### [EXERCISE DESCRIPTION]
Set down every entry below exactly as it stands.

### [MATERIAL PROVIDED]
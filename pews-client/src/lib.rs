//! pews-client: Fetches the early-warning feed over HTTP and drives the
//! pews-core decoders on a polling loop.

pub mod error;
pub mod feed;
pub mod fetch;
pub mod logging;
pub mod paths;

pub use error::ClientError;
pub use feed::{poll_loop, Cycle, FeedClient, PollOptions};
pub use fetch::{Fetch, HttpFetcher};
//! The fetch collaborator: raw bytes for a resource path.
//!
//! Decoding never starts on a failed fetch. Failures are reported as
//! `PewsError::FetchFailure` and are not retried here; the poll loop simply
//! tries again on its next tick.

use std::time::Duration;

use async_trait::async_trait;
use pews_core::Result;
use tracing::debug;

use crate::error::ClientError;
use crate::paths::join_url;

/// Retrieves raw feed resources.
#[async_trait]
pub trait Fetch: Send + Sync {
    /// Bytes of the resource at `path` (relative to the feed base).
    async fn fetch(&self, path: &str) -> Result<Vec<u8>>;
}

#[async_trait]
impl<T: Fetch + ?Sized> Fetch for std::sync::Arc<T> {
    async fn fetch(&self, path: &str) -> Result<Vec<u8>> {
        (**self).fetch(path).await
    }
}

/// Fetches resources over HTTP(S) from the provider.
#[derive(Clone)]
pub struct HttpFetcher {
    base_url: String,
    client: reqwest::Client,
}

impl HttpFetcher {
    pub fn new(base_url: &str, timeout: Duration) -> std::result::Result<Self, ClientError> {
        let client = reqwest::Client::builder().timeout(timeout).build()?;
        Ok(HttpFetcher {
            base_url: base_url.to_string(),
            client,
        })
    }

    pub fn base_url(&self) -> &str {
        &self.base_url
    }

    async fn get(&self, url: &str) -> std::result::Result<Vec<u8>, ClientError> {
        let resp = self.client.get(url).send().await?;
        let status = resp.status();
        if !status.is_success() {
            return Err(ClientError::Status {
                url: url.to_string(),
                status: status.as_u16(),
            });
        }
        Ok(resp.bytes().await?.to_vec())
    }
}

#[async_trait]
impl Fetch for HttpFetcher {
    async fn fetch(&self, path: &str) -> Result<Vec<u8>> {
        let url = join_url(&self.base_url, path);
        let bytes = self
            .get(&url)
            .await
            .map_err(|e| e.into_fetch_failure(path))?;
        debug!(%url, bytes = bytes.len(), "fetched resource");
        Ok(bytes)
    }
}

/// In-memory fetcher keyed by exact path; records every request.
#[cfg(test)]
#[derive(Default)]
pub(crate) struct MemoryFetcher {
    resources: std::sync::Mutex<std::collections::HashMap<String, Vec<u8>>>,
    requests: std::sync::Mutex<Vec<String>>,
}

#[cfg(test)]
impl MemoryFetcher {
    pub(crate) fn insert(&self, path: &str, bytes: Vec<u8>) {
        self.resources
            .lock()
            .unwrap()
            .insert(path.to_string(), bytes);
    }

    pub(crate) fn requests(&self) -> Vec<String> {
        self.requests.lock().unwrap().clone()
    }
}

#[cfg(test)]
#[async_trait]
impl Fetch for MemoryFetcher {
    async fn fetch(&self, path: &str) -> Result<Vec<u8>> {
        self.requests.lock().unwrap().push(path.to_string());
        self.resources
            .lock()
            .unwrap()
            .get(path)
            .cloned()
            .ok_or_else(|| pews_core::PewsError::FetchFailure {
                path: path.to_string(),
                reason: "HTTP 404".into(),
            })
    }
}
//! Errors raised by the client, the CLI and the HTTP fetcher.

use pews_core::PewsError;
use thiserror::Error;

#[derive(Debug, Error)]
pub enum ClientError {
    #[error(transparent)]
    Core(#[from] PewsError),
    #[error("HTTP error: {0}")]
    Http(#[from] reqwest::Error),
    #[error("{url} returned HTTP {status}")]
    Status { url: String, status: u16 },
    #[error("failed to initialize logging: {0}")]
    LoggingInit(String),
    #[error("JSON error: {0}")]
    Json(#[from] serde_json::Error),
    #[error("IO error: {0}")]
    Io(#[from] std::io::Error),
}

impl ClientError {
    pub fn logging_init<E: std::fmt::Display>(error: E) -> Self {
        ClientError::LoggingInit(error.to_string())
    }

    /// Collapse into the core's fetch-failure kind for `path`.
    pub fn into_fetch_failure(self, path: &str) -> PewsError {
        match self {
            ClientError::Core(e) => e,
            other => PewsError::FetchFailure {
                path: path.to_string(),
                reason: other.to_string(),
            },
        }
    }
}

#[cfg(test)]
mod tests {
    use super::*;

    #[test]
    fn test_status_becomes_fetch_failure() {
        let err = ClientError::Status {
            url: "http://x/20240101000000.b".into(),
            status: 404,
        };
        let core = err.into_fetch_failure("20240101000000.b");
        assert!(core.is_fetch_failure());
        assert_eq!(
            core.to_string(),
            "fetch failed for 20240101000000.b: http://x/20240101000000.b returned HTTP 404"
        );
    }

    #[test]
    fn test_core_error_passes_through() {
        let err = ClientError::from(PewsError::InvalidTimeKey("x".into()));
        assert!(matches!(
            err.into_fetch_failure("p"),
            PewsError::InvalidTimeKey(_)
        ));
    }

    #[test]
    fn test_logging_init_message() {
        let err = ClientError::logging_init("subscriber already set");
        assert_eq!(
            err.to_string(),
            "failed to initialize logging: subscriber already set"
        );
    }
}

### [RESULT OF THIS EXERCISE]
filename pews-client/src/lib.rs
//! pews-client: Fetches the early-warning feed over HTTP and drives the
//! pews-core decoders on a polling loop.

pub mod error;
pub mod feed;
pub mod fetch;
pub mod logging;
pub mod paths;

pub use error::ClientError;
pub use feed::{poll_loop, Cycle, FeedClient, PollOptions};
pub use fetch::{Fetch, HttpFetcher};
//! The fetch collaborator: raw bytes for a resource path.
//!
//! Decoding never starts on a failed fetch. Failures are reported as
//! `PewsError::FetchFailure` and are not retried here; the poll loop simply
//! tries again on its next tick.

use std::time::Duration;

use async_trait::async_trait;
use pews_core::Result;
use tracing::debug;

use crate::error::ClientError;
use crate::paths::join_url;

/// Retrieves raw feed resources.
#[async_trait]
pub trait Fetch: Send + Sync {
    /// Bytes of the resource at `path` (relative to the feed base).
    async fn fetch(&self, path: &str) -> Result<Vec<u8>>;
}

#[async_trait]
impl<T: Fetch + ?Sized> Fetch for std::sync::Arc<T> {
    async fn fetch(&self, path: &str) -> Result<Vec<u8>> {
        (**self).fetch(path).await
    }
}

/// Fetches resources over HTTP(S) from the provider.
#[derive(Clone)]
pub struct HttpFetcher {
    base_url: String,
    client: reqwest::Client,
}

impl HttpFetcher {
    pub fn new(base_url: &str, timeout: Duration) -> std::result::Result<Self, ClientError> {
        let client = reqwest::Client::builder().timeout(timeout).build()?;
        Ok(HttpFetcher {
            base_url: base_url.to_string(),
            client,
        })
    }

    pub fn base_url(&self) -> &str {
        &self.base_url
    }

    async fn get(&self, url: &str) -> std::result::Result<Vec<u8>, ClientError> {
        let resp = self.client.get(url).send().await?;
        let status = resp.status();
        if !status.is_success() {
            return Err(ClientError::Status {
                url: url.to_string(),
                status: status.as_u16(),
            });
        }
        Ok(resp.bytes().await?.to_vec())
    }
}

#[async_trait]
impl Fetch for HttpFetcher {
    async fn fetch(&self, path: &str) -> Result<Vec<u8>> {
        let url = join_url(&self.base_url, path);
        let bytes = self
            .get(&url)
            .await
            .map_err(|e| e.into_fetch_failure(path))?;
        debug!(%url, bytes = bytes.len(), "fetched resource");
        Ok(bytes)
    }
}

/// In-memory fetcher keyed by exact path; records every request.
#[cfg(test)]
#[derive(Default)]
pub(crate) struct MemoryFetcher {
    resources: std::sync::Mutex<std::collections::HashMap<String, Vec<u8>>>,
    requests: std::sync::Mutex<Vec<String>>,
}

#[cfg(test)]
impl MemoryFetcher {
    pub(crate) fn insert(&self, path: &str, bytes: Vec<u8>) {
        self.resources
            .lock()
            .unwrap()
            .insert(path.to_string(), bytes);
    }

    pub(crate) fn requests(&self) -> Vec<String> {
        self.requests.lock().unwrap().clone()
    }
}

#[cfg(test)]
#[async_trait]
impl Fetch for MemoryFetcher {
    async fn fetch(&self, path: &str) -> Result<Vec<u8>> {
        self.requests.lock().unwrap().push(path.to_string());
        self.resources
            .lock()
            .unwrap()
            .get(path)
            .cloned()
            .ok_or_else(|| pews_core::PewsError::FetchFailure {
                path: path.to_string(),
                reason: "HTTP 404".into(),
            })
    }
}
//! Errors raised by the client, the CLI and the HTTP fetcher.

use pews_core::PewsError;
use thiserror::Error;

#[derive(Debug, Error)]
pub enum ClientError {
    #[error(transparent)]
    Core(#[from] PewsError),
    #[error("HTTP error: {0}")]
    Http(#[from] reqwest::Error),
    #[error("{url} returned HTTP {status}")]
    Status { url: String, status: u16 },
    #[error("failed to initialize logging: {0}")]
    LoggingInit(String),
    #[error("JSON error: {0}")]
    Json(#[from] serde_json::Error),
    #[error("IO error: {0}")]
    Io(#[from] std::io::Error),
}

impl ClientError {
    pub fn logging_init<E: std::fmt::Display>(error: E) -> Self {
        ClientError::LoggingInit(error.to_string())
    }

    /// Collapse into the core's fetch-failure kind for `path`.
    pub fn into_fetch_failure(self, path: &str) -> PewsError {
        match self {
            ClientError::Core(e) => e,
            other => PewsError::FetchFailure {
                path: path.to_string(),
                reason: other.to_string(),
            },
        }
    }
}

#[cfg(test)]
mod tests {
    use super::*;

    #[test]
    fn test_status_becomes_fetch_failure() {
        let err = ClientError::Status {
            url: "http://x/20240101000000.b".into(),
            status: 404,
        };
        let core = err.into_fetch_failure("20240101000000.b");
        assert!(core.is_fetch_failure());
        assert_eq!(
            core.to_string(),
            "fetch failed for 20240101000000.b: http://x/20240101000000.b returned HTTP 404"
        );
    }

    #[test]
    fn test_core_error_passes_through() {
        let err = ClientError::from(PewsError::InvalidTimeKey("x".into()));
        assert!(matches!(
            err.into_fetch_failure("p"),
            PewsError::InvalidTimeKey(_)
        ));
    }

    #[test]
    fn test_logging_init_message() {
        let err = ClientError::logging_init("subscriber already set");
        assert_eq!(
            err.to_string(),
            "failed to initialize logging: subscriber already set"
        );
    }
}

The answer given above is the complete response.